1. È istituita una Commissione parlamentare di inchiesta, di seguito denominata «Commissione», con il compito di:
a) fare piena luce sulle responsabilità dell'occultamento dei 695 fascicoli relativi a crimini nazi-fascisti riguardanti decine di migliaia di vittime, ritrovati nel 1994 a Palazzo Cesi durante le indagini per il processo al capitano delle SS Erich Priebke;
b) accertare le ragioni dell'occultamento di cui alla lettera a);
c) accertare le connessioni internazionali che hanno supportato l'occultamento di cui alla lettera a).
1. La Commissione è composta da venticinque deputati nominati dal Presidente della Camera dei deputati in modo da rispettare il criterio della proporzionalità tra i gruppi parlamentari.
2. La Commissione nella prima seduta elegge al suo interno il presidente, due vicepresidenti e due segretari ai sensi dell'articolo 20, commi 1, 2, 3 e 4, del Regolamento della Camera dei deputati.
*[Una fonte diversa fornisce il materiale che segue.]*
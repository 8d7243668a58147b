mod cache_token_manager;

pub use cache_token_manager::*;
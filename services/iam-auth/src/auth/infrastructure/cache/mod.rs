mod captcha_store;
mod dynamic_tenant_store;
mod session_registry;

pub use captcha_store::*;
pub use dynamic_tenant_store::*;
pub use session_registry::*;
//! Self-service registration

mod support;

use iam_auth::AuthError;
use iam_auth::auth::application::commands::RegisterBody;
use iam_auth::auth::domain::events::AuditKind;
use support::*;

fn body(username: &str) -> RegisterBody {
    RegisterBody {
        tenant_id: Some(TENANT.into()),
        username: username.into(),
        password: "newpass1".into(),
        user_type: None,
        code: None,
        uuid: None,
    }
}

#[tokio::test]
async fn test_registered_user_can_log_in() {
    let app = spawn_app();

    let user_id = app
        .module
        .register
        .register(body("carol"), &request())
        .await
        .expect("register");

    let result = app
        .module
        .auth
        .login(&password_body(TENANT, "carol", "newpass1"), &request())
        .await
        .expect("login");
    assert_eq!(result.user_id, user_id);

    app.module.shutdown().await;
    assert_eq!(app.audit.count_of(AuditKind::Register), 1);
}

#[tokio::test]
async fn test_duplicate_username_is_rejected() {
    let app = spawn_app();
    let err = app
        .module
        .register
        .register(body("alice"), &request())
        .await
        .unwrap_err();
    assert!(matches!(err, AuthError::UserAlreadyExists(ref name) if name == "alice"));
}

#[tokio::test]
async fn test_same_username_in_another_tenant_is_allowed() {
    let app = spawn_app();
    app.module
        .register
        .register(body("bob"), &request())
        .await
        .expect("bob is free in t1");
}

#[tokio::test]
async fn test_registration_can_be_disabled() {
    let mut config = config();
    config.register.enabled = false;
    let app = spawn_app_with(config);

    let err = app
        .module
        .register
        .register(body("carol"), &request())
        .await
        .unwrap_err();
    assert!(matches!(err, AuthError::RegistrationDisabled));
}

#[tokio::test]
async fn test_unknown_user_type_is_invalid() {
    let app = spawn_app();
    let mut body = body("carol");
    body.user_type = Some("robot".into());
    let err = app
        .module
        .register
        .register(body, &request())
        .await
        .unwrap_err();
    assert!(matches!(err, AuthError::InvalidRequest(_)));
}

#[tokio::test]
async fn test_register_checks_tenant() {
    let app = spawn_app();
    let mut body = body("carol");
    body.tenant_id = Some("nope".into());
    let err = app
        .module
        .register
        .register(body, &request())
        .await
        .unwrap_err();
    assert!(matches!(err, AuthError::TenantNotFound(_)));
}
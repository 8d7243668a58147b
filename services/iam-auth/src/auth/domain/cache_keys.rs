//! Cache key layout
//!
//! Tenant-scoped keys follow `{tenant}:{kind}:{id}`; keys that must be readable
//! before the tenant is known live under `global:`.

use warden_common::{TenantId, UserId};

pub const ONLINE_TOKEN_KIND: &str = "online_tokens";
pub const PWD_ERR_CNT_KIND: &str = "pwd_err_cnt";

const GLOBAL: &str = "global";

/// Online session of `token` inside `tenant`.
pub fn online_session(tenant: &TenantId, token: &str) -> String {
    format!("{}:{}:{}", tenant, ONLINE_TOKEN_KIND, token)
}

/// Failed-login counter of `account` inside `tenant`.
pub fn login_failures(tenant: &TenantId, account: &str) -> String {
    format!("{}:{}:{}", tenant, PWD_ERR_CNT_KIND, account)
}

pub fn captcha_code(id: &str) -> String {
    format!("{}:captcha_codes:{}", GLOBAL, id)
}

/// Tenant a super administrator is currently acting as.
pub fn dynamic_tenant(user_id: UserId) -> String {
    format!("{}:dynamic_tenant:{}", GLOBAL, user_id)
}

pub fn access_token(token: &str) -> String {
    format!("{}:auth_token:{}", GLOBAL, token)
}

/// Latest token of a login id on one device type.
pub fn login_token(login_id: &str, device_type: &str) -> String {
    format!("{}:login_token:{}:{}", GLOBAL, login_id, device_type)
}
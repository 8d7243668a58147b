//! Browser and OS labels from a `User-Agent` header

use serde::{Deserialize, Serialize};

const UNKNOWN: &str = "Unknown";

#[derive(Debug, Clone, PartialEq, Eq, Serialize, Deserialize)]
pub struct UserAgentInfo {
    pub browser: String,
    pub os: String,
}

// Order matters: Edge and Opera also announce Chrome, Chrome also announces Safari.
const BROWSERS: &[(&str, &str)] = &[
    ("Edg/", "Edge"),
    ("OPR/", "Opera"),
    ("Firefox/", "Firefox"),
    ("Chrome/", "Chrome"),
    ("Version/", "Safari"),
    ("MSIE ", "Internet Explorer"),
    ("Trident/", "Internet Explorer"),
];

const SYSTEMS: &[(&str, &str)] = &[
    ("Windows NT", "Windows"),
    ("Android", "Android"),
    ("iPhone", "iOS"),
    ("iPad", "iOS"),
    ("Mac OS X", "Mac OS X"),
    ("CrOS", "Chrome OS"),
    ("Linux", "Linux"),
];

impl UserAgentInfo {
    pub fn parse(user_agent: &str) -> Self {
        Self {
            browser: detect_browser(user_agent),
            os: detect(user_agent, SYSTEMS).unwrap_or(UNKNOWN).to_string(),
        }
    }
}

fn detect(user_agent: &str, table: &[(&str, &'static str)]) -> Option<&'static str> {
    table
        .iter()
        .find(|(marker, _)| user_agent.contains(marker))
        .map(|(_, label)| *label)
}

fn detect_browser(user_agent: &str) -> String {
    let Some((marker, label)) = BROWSERS
        .iter()
        .find(|(marker, _)| user_agent.contains(marker))
    else {
        return UNKNOWN.to_string();
    };

    // "Chrome/120.0.6099.109" -> "Chrome 120"
    let major = user_agent
        .split(marker)
        .nth(1)
        .and_then(|rest| rest.split(|c: char| !c.is_ascii_digit()).next())
        .filter(|v| !v.is_empty());
    match major {
        Some(version) => format!("{} {}", label, version),
        None => label.to_string(),
    }
}
mod login_throttle;
mod password_service;
mod tenant_validator;

pub use login_throttle::*;
pub use password_service::*;
pub use tenant_validator::*;
use std::collections::BTreeSet;

use serde::{Deserialize, Serialize};
use warden_common::{TenantId, UserId};

use crate::shared::domain::entities::{PostSummary, RoleSummary};

pub const SUPER_ADMIN_ROLE_KEY: &str = "superadmin";
pub const ALL_PERMISSION: &str = "*:*:*";

/// Identity and grants attached to an authenticated session
#[derive(Debug, Clone, Serialize, Deserialize)]
pub struct SessionPrincipal {
    pub tenant_id: TenantId,
    pub user_id: UserId,
    pub dept_id: Option<i64>,
    pub dept_name: Option<String>,
    pub dept_category: Option<String>,
    pub username: String,
    pub nickname: String,
    pub user_type: String,
    pub menu_permissions: BTreeSet<String>,
    pub role_permissions: BTreeSet<String>,
    pub roles: Vec<RoleSummary>,
    pub posts: Vec<PostSummary>,
    pub client_key: Option<String>,
    pub device_type: Option<String>,
}

impl SessionPrincipal {
    pub fn login_id(&self) -> String {
        format!("{}:{}", self.user_type, self.user_id)
    }

    pub fn is_super_admin(&self) -> bool {
        self.user_id.is_super_admin()
    }
}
1. La Commissione procede alle indagini ed agli esami con gli stessi poteri e le stesse limitazioni dell'autorità giudiziaria.
2. Per le testimonianze davanti alla Commissione si applicano gli articoli 366 e 372 del codice penale.
3. Il presidente della Commissione può richiedere, per l'espletamento dei lavori della Commissione, la collaborazione della polizia giudiziaria.
4. La Commissione può acquisire atti relativi ad indagini svolte dalle autorità giudiziarie per gli accertamenti di propria competenza relativi a fatti oggetto di indagine giudiziaria. Sono comunque coperti dal segreto gli atti e i documenti attinenti ai procedimenti giudiziari nella fase delle indagini preliminari.
5. La Commissione può chiedere di acquisire copia degli atti relativi ad indagini svolte dalle autorità amministrative.
1. L'attività ed il funzionamento della Commissione sono disciplinati da un regolamento interno approvato dalla Commissione stessa prima dell'inizio dei lavori.
2. La Commissione può deliberare di procedere in seduta segreta quando lo ritenga opportuno.
3. La Commissione può avvalersi delle collaborazioni che ritenga necessarie.
4. Le spese per il funzionamento della Commissione sono poste a carico del bilancio interno della Camera dei deputati.
1. I componenti della Commissione, i funzionari, il personale di qualsiasi ordine e grado addetto alla Commissione stessa ed ogni altra persona che collabora con la Commissione o compie o concorre a compiere atti di inchiesta, oppure ne viene a conoscenza per ragioni di ufficio o di servizio, sono obbligati al segreto per tutto quanto riguarda le disposizioni, le notizie, gli atti e i documenti acquisiti nelle sedute dalle quali sia stato escluso il pubblico ovvero dei quali la Commissione medesima abbia vietato la divulgazione.
2. Per il segreto di Stato, d'ufficio, professionale e bancario si applicano le norme in vigore.
1. La Commissione completa i suoi lavori entro dodici mesi dal suo insediamento. Entro i successivi sessanta giorni presenta alla Camera dei deputati un relazione, unitamente ai verbali delle sedute ed ai documenti ed agli atti acquisiti nel corso dell'inchiesta, salvo che per taluni di questi la Commissione disponga diversamente.